The retired Hall of Famer died last night here in Baltimore. The Colts legend had been battling dementia for several years.
John Mackey grew up on Long Island and played for the Baltimore Colts from 1963 to 1971. He played for the San Diego Chargers in 1972.
NFL Players Association executive director DeMaurice Smith tweeted:
“John Mackey has inspired me and will continue to inspire our players. He will be missed but never forgotten.”
NFL spokesman Greg Aiello posted the following statement from commissioner Roger Goodell on Twitter:
“John Mackey was one of the great leaders in NFL history, on and off the field. He was a Hall of Fame player who redefined the tight end position. He was a courageous advocate for his fellow NFL players as head of the NFL Players Association. He worked closely with our office on many issues through the years, including serving as the first president of the NFL Youth Football Fund. He never stopped fighting the good fight. Our thoughts are with Sylvia and the Mackey family on the loss of our good friend.”

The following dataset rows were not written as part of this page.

/// Builds the local sweep data of one direction.
pub fn build_local(
    omega: [f64; 3],
    grid: &GridView,
    allow_cycles: bool,
    direction_index: usize,
) -> Result<LocalSweepData> {
    let orientations = classify_faces(omega, grid);

    let num_cells = grid.num_local_cells();
    let mut all_arcs = Digraph::new(num_cells);
    let mut rank_arcs: Vec<(u32, u32)> = Vec::new();
    for (cell, cell_orientations) in grid.local_cells.iter().zip(&orientations) {
        for (face, &orientation) in cell.faces.iter().zip(cell_orientations) {
            match (orientation, face.neighbor) {
                (FaceOrientation::Outgoing, Neighbor::Local(nlid)) => {
                    all_arcs.add_arc(cell.local_id, nlid);
                }
                (FaceOrientation::Outgoing, Neighbor::Ghost { rank, .. }) => {
                    rank_arcs.push((grid.rank as u32, rank));
                }
                (FaceOrientation::Incoming, Neighbor::Ghost { rank, .. }) => {
                    rank_arcs.push((rank, grid.rank as u32));
                }
                _ => {}
            }
        }
    }
    rank_arcs.sort_unstable();
    rank_arcs.dedup();

    let gid = |u: u32| grid.local_cells[u as usize].global_id;
    let delayed_local_arcs = feedback_arcs(&all_arcs, |u, v| (gid(u), gid(v)));
    if !delayed_local_arcs.is_empty() {
        if !allow_cycles {
            return Err(SweepError::CycleWithoutPermission {
                direction: direction_index,
            }
            .into());
        }
        debug!(
            "direction {direction_index}: {} local cycle arc(s) delayed",
            delayed_local_arcs.len()
        );
    }
    let local_dag = all_arcs.without_arcs(&delayed_local_arcs);
    let spls = topological_order(&local_dag, gid)
        .expect("local DAG still cyclic after feedback removal");

    Ok(LocalSweepData {
        omega,
        cell_face_orientations: orientations,
        local_dag,
        delayed_local_arcs,
        spls,
        rank_arcs,
    })
}
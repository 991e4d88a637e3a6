/*
 * SPDX-FileCopyrightText: 2025 Tommaso Fontana
 * SPDX-FileCopyrightText: 2025 Sebastiano Vigna
 *
 * SPDX-License-Identifier: Apache-2.0 OR LGPL-2.1-or-later
 */

//! The fatal-error taxonomy of the sweep core.
//!
//! All variants except [`InvalidConfiguration`](SweepError::InvalidConfiguration)
//! are unrecoverable: the caller is expected to log the diagnostic on every
//! rank and abort the whole computation with the variant's
//! [exit code](SweepError::exit_code). `InvalidConfiguration` is raised by
//! pre-sweep validation and can be handled by the caller.

use thiserror::Error;

#[derive(Error, Debug)]
pub enum SweepError {
    /// A face with a degenerate normal or unmatchable nodes.
    #[error("bad geometry: {0}")]
    BadGeometry(String),

    /// The sweep graph of some direction contains a cycle but the groupset
    /// was configured with `allow_cycles = false`.
    #[error("sweep graph for direction {direction} contains a cycle and cycles are not allowed")]
    CycleWithoutPermission { direction: usize },

    /// A rank could not be placed in the inter-rank leveling.
    #[error("partition pathology: rank {rank} is unreachable in the global sweep leveling")]
    PartitionPathology { rank: usize },

    /// The message fabric failed or the sweep stopped making progress.
    #[error("communication failure: {0}")]
    CommFailure(String),

    /// Mismatched groupset, quadrature, material or partition inputs.
    #[error("invalid configuration: {0}")]
    InvalidConfiguration(String),
}

impl SweepError {
    /// Returns the process exit code associated with this error kind.
    pub fn exit_code(&self) -> i32 {
        match self {
            SweepError::BadGeometry(_) => 3,
            SweepError::CycleWithoutPermission { .. } => 4,
            SweepError::PartitionPathology { .. } => 5,
            SweepError::CommFailure(_) => 6,
            SweepError::InvalidConfiguration(_) => 2,
        }
    }
}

Enshrined in 1992, Mackey was the second player elected to the Pro Football Hall of Fame as a tight end. He played in five Pro Bowls and was named All-NFL at his position three times.
Mackey played a key role in one of the most noted plays in NFL championship history. During Super Bowl V in 1971, a pass from legendary Colts QB Johnny Unitas bounced off the hands of receiver Eddie Hinton and then deflected off the fingertips of Dallas Cowboys All-Pro defensive back Mel Renfro.
The ball then whipped down the field and flew into the arms of Mackey, who ran untouched for a (then) Super Bowl-record, 75-yard touchdown reception.
Baltimore won by a score of 16-13 on Jim O’Brien‘s 32-yard field goal with five seconds left in the game.
Mackey’s legacy lives on with the presentation of the John Mackey award every year, which is given to the most outstanding tight end in college football.
After he retired, John Mackey suffered from dementia. The cost of his care well exceeded his pension of less than $2,500 a month.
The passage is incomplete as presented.